(AVAILABLE DATA begins)
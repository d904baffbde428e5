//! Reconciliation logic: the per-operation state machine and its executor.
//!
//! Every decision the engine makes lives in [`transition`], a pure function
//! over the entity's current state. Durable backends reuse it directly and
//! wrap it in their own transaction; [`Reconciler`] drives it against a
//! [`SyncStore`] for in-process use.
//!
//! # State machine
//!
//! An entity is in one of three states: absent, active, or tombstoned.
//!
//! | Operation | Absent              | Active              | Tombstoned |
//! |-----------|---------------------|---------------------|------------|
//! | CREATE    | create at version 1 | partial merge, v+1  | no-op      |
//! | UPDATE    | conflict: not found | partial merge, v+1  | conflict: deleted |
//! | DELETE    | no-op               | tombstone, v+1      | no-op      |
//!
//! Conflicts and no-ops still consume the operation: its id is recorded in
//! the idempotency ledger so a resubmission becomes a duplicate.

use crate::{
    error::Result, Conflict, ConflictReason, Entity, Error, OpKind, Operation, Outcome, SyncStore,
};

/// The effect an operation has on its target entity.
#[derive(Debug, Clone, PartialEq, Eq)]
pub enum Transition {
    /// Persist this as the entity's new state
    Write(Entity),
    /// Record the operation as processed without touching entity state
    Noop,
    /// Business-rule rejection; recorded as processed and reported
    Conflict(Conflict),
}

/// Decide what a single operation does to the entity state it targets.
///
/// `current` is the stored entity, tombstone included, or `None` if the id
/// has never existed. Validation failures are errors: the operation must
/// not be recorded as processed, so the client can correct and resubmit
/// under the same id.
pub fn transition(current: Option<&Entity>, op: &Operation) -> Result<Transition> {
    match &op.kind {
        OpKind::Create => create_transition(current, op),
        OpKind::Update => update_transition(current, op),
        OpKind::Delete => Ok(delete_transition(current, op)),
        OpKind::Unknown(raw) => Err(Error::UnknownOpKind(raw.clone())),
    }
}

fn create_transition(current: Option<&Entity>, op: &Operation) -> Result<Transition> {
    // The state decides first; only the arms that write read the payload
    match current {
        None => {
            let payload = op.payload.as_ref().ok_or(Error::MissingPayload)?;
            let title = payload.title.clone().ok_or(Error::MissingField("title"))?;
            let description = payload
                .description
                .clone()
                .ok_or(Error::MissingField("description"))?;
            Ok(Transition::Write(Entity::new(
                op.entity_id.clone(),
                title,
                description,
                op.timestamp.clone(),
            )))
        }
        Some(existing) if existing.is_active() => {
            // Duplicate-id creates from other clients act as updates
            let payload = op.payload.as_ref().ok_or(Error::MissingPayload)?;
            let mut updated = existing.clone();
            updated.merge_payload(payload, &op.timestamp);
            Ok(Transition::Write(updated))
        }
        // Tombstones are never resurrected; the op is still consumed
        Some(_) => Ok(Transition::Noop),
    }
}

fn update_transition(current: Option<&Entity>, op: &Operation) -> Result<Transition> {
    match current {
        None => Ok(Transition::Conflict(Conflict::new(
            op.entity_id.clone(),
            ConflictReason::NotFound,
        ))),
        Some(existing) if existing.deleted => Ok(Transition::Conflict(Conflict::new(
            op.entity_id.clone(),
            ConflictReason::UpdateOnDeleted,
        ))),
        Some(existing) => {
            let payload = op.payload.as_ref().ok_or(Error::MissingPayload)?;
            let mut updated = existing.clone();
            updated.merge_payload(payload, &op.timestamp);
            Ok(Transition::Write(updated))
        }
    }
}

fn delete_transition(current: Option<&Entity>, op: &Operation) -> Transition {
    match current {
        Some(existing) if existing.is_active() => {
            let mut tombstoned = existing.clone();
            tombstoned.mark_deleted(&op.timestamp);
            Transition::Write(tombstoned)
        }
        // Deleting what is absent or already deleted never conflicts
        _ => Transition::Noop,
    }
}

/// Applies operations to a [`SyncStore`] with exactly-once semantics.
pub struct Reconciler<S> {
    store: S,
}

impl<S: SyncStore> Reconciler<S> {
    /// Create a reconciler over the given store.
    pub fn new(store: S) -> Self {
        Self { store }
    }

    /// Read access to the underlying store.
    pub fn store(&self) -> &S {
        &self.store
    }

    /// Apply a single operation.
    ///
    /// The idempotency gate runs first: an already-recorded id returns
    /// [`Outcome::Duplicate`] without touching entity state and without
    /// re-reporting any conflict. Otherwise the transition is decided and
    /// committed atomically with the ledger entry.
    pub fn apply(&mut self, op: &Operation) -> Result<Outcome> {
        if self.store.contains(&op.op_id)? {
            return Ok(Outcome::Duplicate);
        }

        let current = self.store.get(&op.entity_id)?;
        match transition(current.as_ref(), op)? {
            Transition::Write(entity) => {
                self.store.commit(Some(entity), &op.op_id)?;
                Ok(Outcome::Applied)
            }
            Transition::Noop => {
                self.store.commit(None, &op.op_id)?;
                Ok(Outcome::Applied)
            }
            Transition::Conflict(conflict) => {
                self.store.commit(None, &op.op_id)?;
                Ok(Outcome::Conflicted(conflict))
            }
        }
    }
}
(AVAILABLE DATA ends)
▶ **WORK ORDER**: Write every record above out again exactly as it stands.

▶ **OUTPUT**:
repository d904baffbde428e5
//! Reconciliation logic: the per-operation state machine and its executor.
//!
//! Every decision the engine makes lives in [`transition`], a pure function
//! over the entity's current state. Durable backends reuse it directly and
//! wrap it in their own transaction; [`Reconciler`] drives it against a
//! [`SyncStore`] for in-process use.
//!
//! # State machine
//!
//! An entity is in one of three states: absent, active, or tombstoned.
//!
//! | Operation | Absent              | Active              | Tombstoned |
//! |-----------|---------------------|---------------------|------------|
//! | CREATE    | create at version 1 | partial merge, v+1  | no-op      |
//! | UPDATE    | conflict: not found | partial merge, v+1  | conflict: deleted |
//! | DELETE    | no-op               | tombstone, v+1      | no-op      |
//!
//! Conflicts and no-ops still consume the operation: its id is recorded in
//! the idempotency ledger so a resubmission becomes a duplicate.

use crate::{
    error::Result, Conflict, ConflictReason, Entity, Error, OpKind, Operation, Outcome, SyncStore,
};

/// The effect an operation has on its target entity.
#[derive(Debug, Clone, PartialEq, Eq)]
pub enum Transition {
    /// Persist this as the entity's new state
    Write(Entity),
    /// Record the operation as processed without touching entity state
    Noop,
    /// Business-rule rejection; recorded as processed and reported
    Conflict(Conflict),
}

/// Decide what a single operation does to the entity state it targets.
///
/// `current` is the stored entity, tombstone included, or `None` if the id
/// has never existed. Validation failures are errors: the operation must
/// not be recorded as processed, so the client can correct and resubmit
/// under the same id.
pub fn transition(current: Option<&Entity>, op: &Operation) -> Result<Transition> {
    match &op.kind {
        OpKind::Create => create_transition(current, op),
        OpKind::Update => update_transition(current, op),
        OpKind::Delete => Ok(delete_transition(current, op)),
        OpKind::Unknown(raw) => Err(Error::UnknownOpKind(raw.clone())),
    }
}

fn create_transition(current: Option<&Entity>, op: &Operation) -> Result<Transition> {
    // The state decides first; only the arms that write read the payload
    match current {
        None => {
            let payload = op.payload.as_ref().ok_or(Error::MissingPayload)?;
            let title = payload.title.clone().ok_or(Error::MissingField("title"))?;
            let description = payload
                .description
                .clone()
                .ok_or(Error::MissingField("description"))?;
            Ok(Transition::Write(Entity::new(
                op.entity_id.clone(),
                title,
                description,
                op.timestamp.clone(),
            )))
        }
        Some(existing) if existing.is_active() => {
            // Duplicate-id creates from other clients act as updates
            let payload = op.payload.as_ref().ok_or(Error::MissingPayload)?;
            let mut updated = existing.clone();
            updated.merge_payload(payload, &op.timestamp);
            Ok(Transition::Write(updated))
        }
        // Tombstones are never resurrected; the op is still consumed
        Some(_) => Ok(Transition::Noop),
    }
}

fn update_transition(current: Option<&Entity>, op: &Operation) -> Result<Transition> {
    match current {
        None => Ok(Transition::Conflict(Conflict::new(
            op.entity_id.clone(),
            ConflictReason::NotFound,
        ))),
        Some(existing) if existing.deleted => Ok(Transition::Conflict(Conflict::new(
            op.entity_id.clone(),
            ConflictReason::UpdateOnDeleted,
        ))),
        Some(existing) => {
            let payload = op.payload.as_ref().ok_or(Error::MissingPayload)?;
            let mut updated = existing.clone();
            updated.merge_payload(payload, &op.timestamp);
            Ok(Transition::Write(updated))
        }
    }
}

fn delete_transition(current: Option<&Entity>, op: &Operation) -> Transition {
    match current {
        Some(existing) if existing.is_active() => {
            let mut tombstoned = existing.clone();
            tombstoned.mark_deleted(&op.timestamp);
            Transition::Write(tombstoned)
        }
        // Deleting what is absent or already deleted never conflicts
        _ => Transition::Noop,
    }
}

/// Applies operations to a [`SyncStore`] with exactly-once semantics.
pub struct Reconciler<S> {
    store: S,
}

impl<S: SyncStore> Reconciler<S> {
    /// Create a reconciler over the given store.
    pub fn new(store: S) -> Self {
        Self { store }
    }

    /// Read access to the underlying store.
    pub fn store(&self) -> &S {
        &self.store
    }

    /// Apply a single operation.
    ///
    /// The idempotency gate runs first: an already-recorded id returns
    /// [`Outcome::Duplicate`] without touching entity state and without
    /// re-reporting any conflict. Otherwise the transition is decided and
    /// committed atomically with the ledger entry.
    pub fn apply(&mut self, op: &Operation) -> Result<Outcome> {
        if self.store.contains(&op.op_id)? {
            return Ok(Outcome::Duplicate);
        }

        let current = self.store.get(&op.entity_id)?;
        match transition(current.as_ref(), op)? {
            Transition::Write(entity) => {
                self.store.commit(Some(entity), &op.op_id)?;
                Ok(Outcome::Applied)
            }
            Transition::Noop => {
                self.store.commit(None, &op.op_id)?;
                Ok(Outcome::Applied)
            }
            Transition::Conflict(conflict) => {
                self.store.commit(None, &op.op_id)?;
                Ok(Outcome::Conflicted(conflict))
            }
        }
    }
}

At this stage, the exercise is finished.